WHAT IS BEING ASKED: Search the records below for the word "ParamRecord", then return every line where it appears.

GIVEN INFORMATION:

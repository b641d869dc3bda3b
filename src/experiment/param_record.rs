//! Param Record - write-once run configuration

use serde::{Deserialize, Serialize};

/// Param Record is a key -> string value attached to a run.
///
/// Params are write-once: backends accept a repeated write only when the
/// value is identical to the stored one.
#[derive(Debug, Clone, Serialize, Deserialize, PartialEq, Eq)]
pub struct ParamRecord {
    run_id: String,
    key: String,
    value: String,
}

impl ParamRecord {
    /// Create a new param record.
    #[must_use]
    pub fn new(
        run_id: impl Into<String>,
        key: impl Into<String>,
        value: impl Into<String>,
    ) -> Self {
        Self {
            run_id: run_id.into(),
            key: key.into(),
            value: value.into(),
        }
    }

    /// Get the run ID.
    #[must_use]
    pub fn run_id(&self) -> &str {
        &self.run_id
    }

    /// Get the param key.
    #[must_use]
    pub fn key(&self) -> &str {
        &self.key
    }

    /// Get the param value.
    #[must_use]
    pub fn value(&self) -> &str {
        &self.value
    }
}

EXERCISE ANSWER:
pub struct ParamRecord {
impl ParamRecord {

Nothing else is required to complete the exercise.